Leonard Poveromo, executive director of the 8-month-old Composite Prototyping Center in Plainview, wants to make manufacturing big again on Long Island. He faces a formidable task. The sector averaged 71,900 jobs in 2014, a far cry from the 139,200 average in 1990. And long gone are the days when a manufacturer was the largest private-sector employer on the Island, as aerospace manufacturer Northrop Grumman once was.
Still, Poveromo, 67, a retired Grumman chemical engineer, believes the Island's manufacturing industry can regain its vibrancy. And he's betting that advanced composites -- lightweight, strong materials made from resin and fibers -- will lead the way. Composites, which are metal-like, will be used in such things as aircraft, windmills and cars and trucks.
Poveromo doesn't foresee a large-scale return of manufacturing jobs here because the industry is highly automated and needs fewer workers. But he believes the composite center can spur innovation that could translate into more sales and jobs at the 800 local defense and aerospace manufacturing companies.
At the center, created by the Long Island Forum for Technology and funded with $15 million in state grants, manufacturers receive training and use cutting-edge equipment for designing, prototyping and testing composite parts. The equipment includes a 3-D printer for making prototypes. The center is working with just six clients now, but Poveromo is hoping more companies will use it and then make their own investments in equipment and training.
Even before the center opened, it bid for a $70 million award that would have designated it as a federal innovation institute for composite materials. It lost out to a consortium led by the University of Tennessee-Knoxville, but Poveromo still sees opportunity in that loss.
"We have reached out to some of the winning team members, and there may be work we can cooperate with them on," he said.
Whose idea was it to create the center?
It started with Ken Morrelly (a veteran Long Island technology executive, who died in 2009). Ken asked me to help him put together a conference [in 2008] to see if there was an interest in advanced composites on Long Island. And Hofstra hosted it, and we had 140 to 150 people show up, representing manufacturers in New York State. As a result of that, he was able to convince the state that there was interest.
Why are advanced composites so important in manufacturing today?
Composites will affect everything we do. For every manufactured part, composites will at least be considered the primary material of construction. Before that it was the age of metals. So in order for [Long Island manufacturers] to survive, they are going to have to eventually learn how to work with advanced composites. The concept of the center is to provide the capability for them to get involved without having to invest the capital [initially]. So in that sense they are the proving and testing ground.
What is your goal?
I think there are two elements of it. One is job creation within the world of small and medium-size companies. Secondly, it's an educational objective to introduce students to engineering at a very early age. And STEM [science, technology, engineering and math] is the part of it that we are addressing at the high school level. It's an initial activity that we have launched with three high schools: Syosset, Huntington and Bethpage. We brought in six of their top students. We're working with Vaughn College in Queens. We went through a 15-hour course. They built a part, damaged it and rebuilt it. Manufacturing is not a bad word. You can get a very good job if you are an engineer who understands how to do manufacturing.

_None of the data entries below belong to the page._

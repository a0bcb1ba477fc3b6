//! Core types for number brokerage operations.

use serde::{Deserialize, Deserializer, Serialize, de};
use std::fmt::{self, Display, Formatter};
use std::str::FromStr;
use thiserror::Error;
use uuid::Uuid;

// =============================================================================
// OrderId
// =============================================================================

/// Caller-facing identifier for a number rental order.
///
/// Generated internally on order creation; never reuses the provider's
/// own identifier.
#[derive(Debug, Clone, Copy, PartialEq, Eq, Hash, Serialize, Deserialize)]
pub struct OrderId(Uuid);

impl OrderId {
    /// Generate a fresh order id.
    pub fn new() -> Self {
        Self(Uuid::new_v4())
    }
}

impl Default for OrderId {
    fn default() -> Self {
        Self::new()
    }
}

impl Display for OrderId {
    fn fmt(&self, f: &mut Formatter<'_>) -> fmt::Result {
        write!(f, "{}", self.0)
    }
}

impl From<Uuid> for OrderId {
    fn from(id: Uuid) -> Self {
        Self(id)
    }
}

// =============================================================================
// ProviderOrderId
// =============================================================================

/// The vendor's own identifier for a rental.
///
/// Treated as an opaque string: some vendors return numeric ids, one
/// returns a hyperlink to a details resource.
#[derive(Debug, Clone, PartialEq, Eq, Hash, Serialize, Deserialize)]
pub struct ProviderOrderId(String);

impl ProviderOrderId {
    /// Create a new ProviderOrderId from a string.
    pub fn new(id: impl Into<String>) -> Self {
        Self(id.into())
    }

    /// Get the id as a string slice.
    pub fn as_str(&self) -> &str {
        &self.0
    }
}

impl Display for ProviderOrderId {
    fn fmt(&self, f: &mut Formatter<'_>) -> fmt::Result {
        write!(f, "{}", self.0)
    }
}

impl AsRef<str> for ProviderOrderId {
    fn as_ref(&self) -> &str {
        &self.0
    }
}

impl From<String> for ProviderOrderId {
    fn from(id: String) -> Self {
        Self(id)
    }
}

impl From<&str> for ProviderOrderId {
    fn from(id: &str) -> Self {
        Self(id.to_string())
    }
}

// =============================================================================
// PhoneNumber
// =============================================================================

/// Full phone number as reported by the vendor (e.g. "+15551234567").
///
/// Kept as-is apart from whitespace trimming; vendors disagree on
/// whether the leading '+' is present.
#[derive(Debug, Clone, PartialEq, Eq, Hash, Serialize, Deserialize)]
pub struct PhoneNumber(String);

impl PhoneNumber {
    /// Create a new PhoneNumber.
    pub fn new(number: impl AsRef<str>) -> Self {
        Self(number.as_ref().trim().to_string())
    }

    /// Get the number as a string slice.
    pub fn as_str(&self) -> &str {
        &self.0
    }

    /// The number with any leading '+' stripped, for digit-only comparisons.
    pub fn digits(&self) -> &str {
        self.0.trim_start_matches('+')
    }
}

impl Display for PhoneNumber {
    fn fmt(&self, f: &mut Formatter<'_>) -> fmt::Result {
        write!(f, "{}", self.0)
    }
}

impl AsRef<str> for PhoneNumber {
    fn as_ref(&self) -> &str {
        &self.0
    }
}

impl From<String> for PhoneNumber {
    fn from(number: String) -> Self {
        Self::new(number)
    }
}

impl From<&str> for PhoneNumber {
    fn from(number: &str) -> Self {
        Self::new(number)
    }
}

// =============================================================================
// SmsCode
// =============================================================================

/// SMS verification code (OTP) received on a rented number.
#[derive(Debug, Clone, PartialEq, Eq, Serialize, Deserialize)]
pub struct SmsCode(String);

impl SmsCode {
    /// Create a new SmsCode.
    pub fn new(code: impl Into<String>) -> Self {
        Self(code.into())
    }

    /// Get the code as a string slice.
    pub fn as_str(&self) -> &str {
        &self.0
    }
}

impl Display for SmsCode {
    fn fmt(&self, f: &mut Formatter<'_>) -> fmt::Result {
        write!(f, "{}", self.0)
    }
}

impl AsRef<str> for SmsCode {
    fn as_ref(&self) -> &str {
        &self.0
    }
}

impl From<String> for SmsCode {
    fn from(code: String) -> Self {
        Self(code)
    }
}

impl From<&str> for SmsCode {
    fn from(code: &str) -> Self {
        Self(code.to_string())
    }
}

// =============================================================================
// CountryCode / ServiceCode
// =============================================================================

/// Error when parsing a country or service code.
#[derive(Debug, Clone, Error)]
pub enum CodeError {
    /// Code is empty after trimming.
    #[error("code cannot be empty")]
    Empty,
    /// Code contains characters outside ASCII alphanumerics.
    #[error("code must contain only ASCII letters and digits")]
    InvalidChar,
    /// Code is unreasonably long.
    #[error("code must be at most 16 characters")]
    TooLong,
}

/// Caller-facing country code (e.g. "US", "GB").
///
/// Stored uppercased. Vendor-specific aliases (numeric ids, lowercase
/// slugs) are resolved per provider through the [`Catalog`](crate::catalog::Catalog).
#[derive(Debug, Clone, PartialEq, Eq, Hash, Serialize)]
pub struct CountryCode(String);

impl CountryCode {
    /// Create a new CountryCode, uppercasing the input.
    pub fn new(s: impl AsRef<str>) -> Result<Self, CodeError> {
        let s = s.as_ref().trim();
        validate_code(s)?;
        Ok(Self(s.to_ascii_uppercase()))
    }

    /// Get the code as a string slice.
    pub fn as_str(&self) -> &str {
        &self.0
    }
}

impl FromStr for CountryCode {
    type Err = CodeError;

    fn from_str(s: &str) -> Result<Self, Self::Err> {
        Self::new(s)
    }
}

impl Display for CountryCode {
    fn fmt(&self, f: &mut Formatter<'_>) -> fmt::Result {
        write!(f, "{}", self.0)
    }
}

impl<'de> Deserialize<'de> for CountryCode {
    fn deserialize<D: Deserializer<'de>>(d: D) -> Result<Self, D::Error> {
        let raw = String::deserialize(d)?;
        CountryCode::new(raw).map_err(de::Error::custom)
    }
}

/// Caller-facing service code (e.g. "wa" for WhatsApp).
///
/// Stored lowercased. Some vendors use named codes instead; the alias
/// is resolved per provider through the catalog.
#[derive(Debug, Clone, PartialEq, Eq, Hash, Serialize)]
pub struct ServiceCode(String);

impl ServiceCode {
    /// Create a new ServiceCode, lowercasing the input.
    pub fn new(s: impl AsRef<str>) -> Result<Self, CodeError> {
        let s = s.as_ref().trim();
        validate_code(s)?;
        Ok(Self(s.to_ascii_lowercase()))
    }

    /// Get the code as a string slice.
    pub fn as_str(&self) -> &str {
        &self.0
    }

    /// True when the code is entirely numeric.
    ///
    /// Vendors that key services by name reject these outright.
    pub fn is_numeric(&self) -> bool {
        self.0.chars().all(|c| c.is_ascii_digit())
    }
}

impl FromStr for ServiceCode {
    type Err = CodeError;

    fn from_str(s: &str) -> Result<Self, Self::Err> {
        Self::new(s)
    }
}

impl Display for ServiceCode {
    fn fmt(&self, f: &mut Formatter<'_>) -> fmt::Result {
        write!(f, "{}", self.0)
    }
}

impl<'de> Deserialize<'de> for ServiceCode {
    fn deserialize<D: Deserializer<'de>>(d: D) -> Result<Self, D::Error> {
        let raw = String::deserialize(d)?;
        ServiceCode::new(raw).map_err(de::Error::custom)
    }
}

fn validate_code(s: &str) -> Result<(), CodeError> {
    if s.is_empty() {
        return Err(CodeError::Empty);
    }
    if s.len() > 16 {
        return Err(CodeError::TooLong);
    }
    if !s.chars().all(|c| c.is_ascii_alphanumeric()) {
        return Err(CodeError::InvalidChar);
    }
    Ok(())
}

// =============================================================================
// Currency
// =============================================================================

/// Currencies that appear in vendor price feeds and billing.
#[derive(Debug, Clone, Copy, PartialEq, Eq, Hash, Serialize, Deserialize)]
#[serde(rename_all = "UPPERCASE")]
pub enum Currency {
    /// United States dollar.
    Usd,
    /// Russian rouble.
    Rub,
    /// Nigerian naira.
    Ngn,
}

impl Currency {
    /// The currency every caller is billed in.
    pub const BILLING: Currency = Currency::Ngn;

    /// ISO 4217 code.
    pub fn code(&self) -> &'static str {
        match self {
            Currency::Usd => "USD",
            Currency::Rub => "RUB",
            Currency::Ngn => "NGN",
        }
    }
}

impl Display for Currency {
    fn fmt(&self, f: &mut Formatter<'_>) -> fmt::Result {
        write!(f, "{}", self.code())
    }
}

// =============================================================================
// SelectionMode
// =============================================================================

/// How the dispatcher chooses a provider for an order.
#[derive(Debug, Clone, Copy, PartialEq, Eq, Serialize, Deserialize)]
#[serde(rename_all = "lowercase")]
pub enum SelectionMode {
    /// Dispatcher picks by priority with randomized tie-breaking.
    Auto,
    /// Caller pins the request to one named provider.
    Manual,
}

impl Display for SelectionMode {
    fn fmt(&self, f: &mut Formatter<'_>) -> fmt::Result {
        match self {
            SelectionMode::Auto => write!(f, "auto"),
            SelectionMode::Manual => write!(f, "manual"),
        }
    }
}

// =============================================================================
// AccountId
// =============================================================================

/// Identifier of the caller account billed for orders.
#[derive(Debug, Clone, PartialEq, Eq, Hash, Serialize, Deserialize)]
pub struct AccountId(String);

impl AccountId {
    /// Create a new AccountId.
    pub fn new(id: impl Into<String>) -> Self {
        Self(id.into())
    }

    /// Get the id as a string slice.
    pub fn as_str(&self) -> &str {
        &self.0
    }
}

impl Display for AccountId {
    fn fmt(&self, f: &mut Formatter<'_>) -> fmt::Result {
        write!(f, "{}", self.0)
    }
}

impl From<&str> for AccountId {
    fn from(id: &str) -> Self {
        Self(id.to_string())
    }
}

impl From<String> for AccountId {
    fn from(id: String) -> Self {
        Self(id)
    }
}

// =============================================================================
// Country / PriceQuote
// =============================================================================

/// One country a provider can rent numbers in.
#[derive(Debug, Clone, PartialEq, Eq, Serialize, Deserialize)]
pub struct Country {
    /// Caller-facing country code.
    pub code: CountryCode,
    /// Human-readable name.
    pub name: String,
}

/// Ephemeral price quote produced by an adapter.
///
/// `cost` is in the provider's native unit unless `currency` is set, in
/// which case the adapter already converted and the normalizer must not
/// convert again.
#[derive(Debug, Clone, PartialEq, Serialize, Deserialize)]
pub struct PriceQuote {
    /// Service code the quote is for.
    pub service: ServiceCode,
    /// Display name for the service.
    pub name: String,
    /// Cost in the provider's native unit (or `currency` if set).
    pub cost: f64,
    /// Numbers currently available.
    pub available: u32,
    /// Set only when the adapter already converted the cost.
    pub currency: Option<Currency>,
}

What is the greatest challenge facing Long Island manufacturers today?
Working within the framework of the cost structure on Long Island, the cost of housing, the cost of energy. If we can do things in composites that are done with fewer people, and have better ideas than other people have, then that's an advantage. The big advantage we have is we have a resource of people and education. The high schools and colleges here are tremendous. The key, when we do all this training with people, is to keep them here. To keep them here we have to have companies that are willing to hire them, to have some of the products that we are talking about.
NAME: Leonard Poveromo, executive director of the Composite Prototyping Center in Plainview.
WHAT IT DOES: Helps small- to medium-size manufacturers design and build prototypes using cutting-edge equipment and materials.